### [ENTRIES SHOWN]

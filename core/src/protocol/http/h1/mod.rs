/*
 * mod.rs
 * Copyright (C) 2026 Chris Burdess
 *
 * This file is part of Sockhttp, a minimal HTTP/1.1 client over raw sockets.
 *
 * Sockhttp is free software: you can redistribute it and/or modify
 * it under the terms of the GNU General Public License as published by
 * the Free Software Foundation, either version 3 of the License, or
 * (at your option) any later version.
 *
 * Sockhttp is distributed in the hope that it will be useful,
 * but WITHOUT ANY WARRANTY; without even the implied warranty of
 * MERCHANTABILITY or FITNESS FOR A PARTICULAR PURPOSE.  See the
 * GNU General Public License for more details.
 *
 * You should have received a copy of the GNU General Public License
 * along with Sockhttp.  If not, see <http://www.gnu.org/licenses/>.
 */

//! HTTP/1.1 response parsing.

mod parser;

pub use parser::{parse_response, parse_status_line};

### [WHAT NEEDS TO BE DONE]
Each line of the data above is to be duplicated exactly.

### [SOLUTION]
filename core/src/protocol/http/h1/mod.rs
/*
 * mod.rs
 * Copyright (C) 2026 Chris Burdess
 *
 * This file is part of Sockhttp, a minimal HTTP/1.1 client over raw sockets.
 *
 * Sockhttp is free software: you can redistribute it and/or modify
 * it under the terms of the GNU General Public License as published by
 * the Free Software Foundation, either version 3 of the License, or
 * (at your option) any later version.
 *
 * Sockhttp is distributed in the hope that it will be useful,
 * but WITHOUT ANY WARRANTY; without even the implied warranty of
 * MERCHANTABILITY or FITNESS FOR A PARTICULAR PURPOSE.  See the
 * GNU General Public License for more details.
 *
 * You should have received a copy of the GNU General Public License
 * along with Sockhttp.  If not, see <http://www.gnu.org/licenses/>.
 */

//! HTTP/1.1 response parsing.

mod parser;

pub use parser::{parse_response, parse_status_line};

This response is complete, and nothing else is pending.